Data to examine below:

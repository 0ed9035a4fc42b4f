use std::fs::{self, File, OpenOptions};
use std::io::{BufRead, BufReader, BufWriter, Write};
use std::path::{Path, PathBuf};

use anyhow::{Context, Result};
use chrono::{DateTime, SecondsFormat, Utc};
use serde::Serialize;
use serde::de::DeserializeOwned;

pub fn now_utc_string() -> String {
    Utc::now().to_rfc3339_opts(SecondsFormat::Secs, true)
}

pub fn utc_compact_string(ts: DateTime<Utc>) -> String {
    ts.format("%Y%m%dT%H%M%SZ").to_string()
}

pub fn ensure_directory(path: &Path) -> Result<()> {
    fs::create_dir_all(path)
        .with_context(|| format!("failed to create directory: {}", path.display()))
}

pub fn ensure_parent_directory(path: &Path) -> Result<()> {
    if let Some(parent) = path.parent() {
        if !parent.as_os_str().is_empty() {
            ensure_directory(parent)?;
        }
    }
    Ok(())
}

pub fn write_json_pretty<T: Serialize>(path: &Path, value: &T) -> Result<()> {
    ensure_parent_directory(path)?;

    let data = serde_json::to_vec_pretty(value)
        .with_context(|| format!("failed to serialize json: {}", path.display()))?;

    let mut file = File::create(path)
        .with_context(|| format!("failed to create json file: {}", path.display()))?;
    file.write_all(&data)
        .with_context(|| format!("failed to write json file: {}", path.display()))?;
    file.write_all(b"\n")
        .with_context(|| format!("failed to finalize json file: {}", path.display()))?;

    Ok(())
}

pub fn read_json<T: DeserializeOwned>(path: &Path) -> Result<T> {
    let raw = fs::read(path).with_context(|| format!("failed to read {}", path.display()))?;
    serde_json::from_slice(&raw).with_context(|| format!("failed to parse {}", path.display()))
}

/// Reads one JSON value per non-blank line. A line that fails to parse aborts
/// the whole read with its line number.
pub fn read_jsonl<T: DeserializeOwned>(path: &Path) -> Result<Vec<T>> {
    let file = File::open(path).with_context(|| format!("failed to open {}", path.display()))?;
    let reader = BufReader::new(file);

    let mut out = Vec::<T>::new();
    for (index, line) in reader.lines().enumerate() {
        let line = line.with_context(|| format!("failed to read {}", path.display()))?;
        if line.trim().is_empty() {
            continue;
        }
        let value = serde_json::from_str(&line)
            .with_context(|| format!("malformed record at {}:{}", path.display(), index + 1))?;
        out.push(value);
    }

    Ok(out)
}

/// Reads either a JSON array file or a JSON Lines file, picking the format
/// from the first non-whitespace byte.
pub fn read_json_records<T: DeserializeOwned>(path: &Path) -> Result<Vec<T>> {
    let raw = fs::read(path).with_context(|| format!("failed to read {}", path.display()))?;
    let is_array = raw
        .iter()
        .find(|byte| !byte.is_ascii_whitespace())
        .map(|byte| *byte == b'[')
        .unwrap_or(false);

    if is_array {
        return serde_json::from_slice(&raw)
            .with_context(|| format!("failed to parse {}", path.display()));
    }

    read_jsonl(path)
}

/// Append-only JSON Lines sink; every record is flushed as soon as it is
/// written.
pub struct JsonlWriter {
    path: PathBuf,
    writer: BufWriter<File>,
}

impl JsonlWriter {
    pub fn create(path: &Path) -> Result<Self> {
        ensure_parent_directory(path)?;
        let file = OpenOptions::new()
            .create(true)
            .write(true)
            .truncate(true)
            .open(path)
            .with_context(|| format!("failed to create jsonl file: {}", path.display()))?;

        Ok(Self {
            path: path.to_path_buf(),
            writer: BufWriter::new(file),
        })
    }

    pub fn append<T: Serialize>(&mut self, value: &T) -> Result<()> {
        serde_json::to_writer(&mut self.writer, value)
            .with_context(|| format!("failed to serialize record: {}", self.path.display()))?;
        self.writer
            .write_all(b"\n")
            .with_context(|| format!("failed to write record: {}", self.path.display()))?;
        self.writer
            .flush()
            .with_context(|| format!("failed to flush record: {}", self.path.display()))
    }

    pub fn path(&self) -> &Path {
        &self.path
    }
}

#[cfg(test)]
pub fn scratch_dir(label: &str) -> PathBuf {
    let dir = std::env::temp_dir().join(format!(
        "floodsql-{label}-{}-{}",
        std::process::id(),
        Utc::now().timestamp_nanos_opt().unwrap_or_default()
    ));
    fs::create_dir_all(&dir).expect("scratch dir should be creatable");
    dir
}
use std::path::PathBuf;

use clap::{Args, Parser, Subcommand, ValueEnum};

use crate::semantic::DEFAULT_MODEL_ID;

pub const DEFAULT_API_BASE: &str = "https://api.openai.com/v1";
pub const DEFAULT_COMPLETION_MODEL: &str = "huggingface/deepseek-ai/DeepSeek-V3.2";
pub const DEFAULT_EMBEDDING_MODEL: &str = "text-embedding-3-large";
pub const DEFAULT_SECONDARY_EMBEDDING_MODEL: &str = "jina_ai/jina-embeddings-v3";

#[derive(Parser, Debug)]
#[command(
    name = "floodsql",
    version,
    about = "Text-to-SQL RAG benchmark harness for the FloodSQL dataset"
)]
pub struct Cli {
    #[command(subcommand)]
    pub command: Commands,
}

#[derive(Subcommand, Debug)]
pub enum Commands {
    BuildMetadata(BuildMetadataArgs),
    RunGold(RunGoldArgs),
    Generate(GenerateArgs),
    Evaluate(EvaluateArgs),
}

/// Connection settings shared by every command that talks to the embedding
/// or completion service.
#[derive(Args, Debug, Clone)]
pub struct ServiceArgs {
    #[arg(long, env = "FLOODSQL_API_BASE", default_value = DEFAULT_API_BASE)]
    pub api_base: String,

    #[arg(long, env = "FLOODSQL_API_KEY", hide_env_values = true)]
    pub api_key: Option<String>,

    #[arg(long, default_value_t = 60)]
    pub request_timeout_seconds: u64,

    #[arg(long, default_value_t = 3)]
    pub max_attempts: u32,

    #[arg(long, default_value_t = 1200)]
    pub retry_backoff_ms: u64,
}

#[derive(Args, Debug, Clone)]
pub struct BuildMetadataArgs {
    #[arg(long, default_value = "data")]
    pub data_dir: PathBuf,

    #[arg(long, default_value = "data/field_descriptions.json")]
    pub descriptions_path: PathBuf,

    #[arg(long, default_value = "data/metadata_parquet.json")]
    pub output_path: PathBuf,

    #[arg(long, default_value_t = 3)]
    pub sample_rows: usize,
}

#[derive(Args, Debug, Clone)]
pub struct RunGoldArgs {
    #[arg(long, default_value = "data")]
    pub data_dir: PathBuf,

    /// Run without the DuckDB spatial extension.
    #[arg(long)]
    pub skip_spatial: bool,

    #[arg(long)]
    pub questions_path: PathBuf,

    #[arg(long, default_value = "results/gold")]
    pub output_dir: PathBuf,

    #[arg(long, default_value_t = 30)]
    pub timeout_seconds: u64,

    #[arg(long, default_value_t = 5)]
    pub limit_output: usize,
}

#[derive(Copy, Clone, Debug, Eq, PartialEq, ValueEnum)]
pub enum RetrievalErrorPolicy {
    EmitNull,
    Fail,
}

#[derive(Args, Debug, Clone)]
pub struct GenerateArgs {
    #[arg(long, default_value = "data/metadata_parquet.json")]
    pub metadata_path: PathBuf,

    #[arg(long)]
    pub questions_path: PathBuf,

    #[arg(long, default_value = "results/generated.jsonl")]
    pub output_jsonl: PathBuf,

    #[arg(long, default_value = DEFAULT_COMPLETION_MODEL)]
    pub model_name: String,

    #[arg(long, default_value = DEFAULT_EMBEDDING_MODEL)]
    pub embedding_model: String,

    #[arg(long)]
    pub embedding_cache_path: Option<PathBuf>,

    #[arg(long, value_enum, default_value_t = RetrievalErrorPolicy::EmitNull)]
    pub on_retrieval_error: RetrievalErrorPolicy,

    #[arg(long)]
    pub manifest_path: Option<PathBuf>,

    #[command(flatten)]
    pub service: ServiceArgs,
}

#[derive(Args, Debug, Clone)]
pub struct EvaluateArgs {
    #[arg(long)]
    pub input_jsonl: PathBuf,

    #[arg(
        long = "backend",
        default_values = [DEFAULT_EMBEDDING_MODEL, DEFAULT_SECONDARY_EMBEDDING_MODEL]
    )]
    pub backends: Vec<String>,

    #[arg(long, default_value_t = 32)]
    pub batch_size: usize,

    #[arg(long)]
    pub report_path: Option<PathBuf>,

    #[command(flatten)]
    pub service: ServiceArgs,
}

impl ServiceArgs {
    pub fn resolved_api_key(&self) -> Option<String> {
        self.api_key
            .clone()
            .or_else(|| std::env::var("OPENAI_API_KEY").ok())
            .map(|value| value.trim().to_string())
            .filter(|value| !value.is_empty())
    }
}

/// True when the model id selects the offline hashed embedder instead of
/// the HTTP service.
pub fn is_local_embedding_model(model_id: &str) -> bool {
    model_id.trim() == DEFAULT_MODEL_ID
}
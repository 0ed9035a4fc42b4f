use std::io::{self, Write};
use std::path::Path;
use std::time::Instant;

use anyhow::{Context, Result, bail};
use chrono::Utc;
use serde::Serialize;
use tracing::info;

use crate::cli::EvaluateArgs;
use crate::model::ScoredRecord;
use crate::services::{EmbeddingClient, build_embedding_client};
use crate::util::{now_utc_string, read_jsonl, utc_compact_string, write_json_pretty};

use super::scoring::{BackendReport, evaluate};

#[derive(Debug, Serialize)]
struct EvaluationRunReport {
    manifest_version: u32,
    run_id: String,
    started_at: String,
    finished_at: String,
    input_jsonl: String,
    record_count: usize,
    batch_size: usize,
    duration_ms: u128,
    backends: Vec<BackendReport>,
}

pub fn run(args: EvaluateArgs) -> Result<()> {
    if args.batch_size == 0 {
        bail!("--batch-size must be greater than 0");
    }
    if args.backends.is_empty() {
        bail!("at least one --backend is required");
    }

    let started_at = now_utc_string();
    let started = Instant::now();
    let run_id = format!("evaluate-{}", utc_compact_string(Utc::now()));

    let records: Vec<ScoredRecord> = read_jsonl(&args.input_jsonl).with_context(|| {
        format!("failed to load generation records: {}", args.input_jsonl.display())
    })?;
    info!(
        records = records.len(),
        backends = args.backends.len(),
        batch_size = args.batch_size,
        "evaluation started"
    );

    let embedders = args
        .backends
        .iter()
        .map(|backend| build_embedding_client(backend, &args.service, None))
        .collect::<Result<Vec<_>>>()?;
    let clients = embedders
        .iter()
        .map(|embedder| embedder as &dyn EmbeddingClient)
        .collect::<Vec<&dyn EmbeddingClient>>();
    let reports = evaluate(&records, &clients, args.batch_size)
        .context("similarity evaluation failed")?;

    for report in &reports {
        for tier in &report.tiers {
            info!(
                backend = %report.backend,
                tier = %tier.tier,
                count = tier.count,
                mean = ?tier.mean,
                "tier similarity"
            );
        }
    }

    write_summary(&reports)?;

    if let Some(report_path) = &args.report_path {
        let report = EvaluationRunReport {
            manifest_version: 1,
            run_id: run_id.clone(),
            started_at,
            finished_at: now_utc_string(),
            input_jsonl: display(&args.input_jsonl),
            record_count: records.len(),
            batch_size: args.batch_size,
            duration_ms: started.elapsed().as_millis(),
            backends: reports,
        };
        write_json_pretty(report_path, &report)?;
        info!(path = %report_path.display(), "evaluation report written");
    }

    info!(run_id = %run_id, "evaluation completed");
    Ok(())
}

fn write_summary(reports: &[BackendReport]) -> Result<()> {
    let mut output = io::BufWriter::new(io::stdout().lock());
    output.write_all(render_summary(reports).as_bytes())?;
    output.flush()?;
    Ok(())
}

pub(crate) fn render_summary(reports: &[BackendReport]) -> String {
    let mut text = String::new();
    for report in reports {
        text.push_str(&format!(
            "Backend: {} (pairs={})\n",
            report.backend, report.pair_count
        ));
        for tier in &report.tiers {
            let mean = tier
                .mean
                .map(|value| format!("{value:.4}"))
                .unwrap_or_else(|| "-".to_string());
            text.push_str(&format!("\t{}\tn={}\tmean={}\n", tier.tier, tier.count, mean));
        }
    }
    text
}

fn display(path: &Path) -> String {
    path.display().to_string()
}
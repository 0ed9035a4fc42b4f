use std::collections::HashMap;

use serde::Deserialize;
use serde_json::{Map, Value};

pub(crate) const UNKNOWN_DESCRIPTION: &str = "unknown";

/// Hand-written field descriptions merged into the introspected schema.
#[derive(Debug, Clone, Default, Deserialize)]
pub(crate) struct DescriptionsDocument {
    #[serde(default)]
    pub(crate) tables: HashMap<String, TableDescription>,
    #[serde(default)]
    pub(crate) common: HashMap<String, String>,
    #[serde(default, rename = "_global")]
    pub(crate) global: Option<Value>,
}

/// Table-level notes plus column descriptions, given either under
/// `columns` or inline next to the table-level keys.
#[derive(Debug, Clone, Default, Deserialize)]
pub(crate) struct TableDescription {
    #[serde(default)]
    pub(crate) layer_category: Option<String>,
    #[serde(default)]
    pub(crate) key_identifier: Option<Vec<String>>,
    #[serde(default)]
    pub(crate) spatial_identifier: Option<Vec<String>>,
    #[serde(default, rename = "_meta")]
    pub(crate) meta_note: Option<String>,
    #[serde(default)]
    pub(crate) columns: HashMap<String, String>,
    #[serde(flatten)]
    pub(crate) inline: Map<String, Value>,
}

impl TableDescription {
    fn column(&self, column: &str) -> Option<&str> {
        self.columns
            .get(column)
            .map(String::as_str)
            .or_else(|| self.inline.get(column).and_then(Value::as_str))
    }
}

impl DescriptionsDocument {
    pub(crate) fn table(&self, table: &str) -> Option<&TableDescription> {
        self.tables.get(table)
    }

    /// Table-specific description, then the shared `common` entry, then
    /// `"unknown"`. A `geom` column is described as `geometry`.
    pub(crate) fn describe(&self, table: &str, column: &str) -> String {
        let column = if column == "geom" { "geometry" } else { column };
        self.table(table)
            .and_then(|entry| entry.column(column))
            .or_else(|| self.common.get(column).map(String::as_str))
            .unwrap_or(UNKNOWN_DESCRIPTION)
            .to_string()
    }

    pub(crate) fn global_section(&self) -> Value {
        self.global
            .clone()
            .unwrap_or_else(|| Value::Object(Map::new()))
    }
}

End of Data to examine.

▶ _Exercise aim_
Only lines with the word "either" are needed. Copy them from the preceding records.

▶ _Task response_
/// Reads either a JSON array file or a JSON Lines file, picking the format
/// Table-level notes plus column descriptions, given either under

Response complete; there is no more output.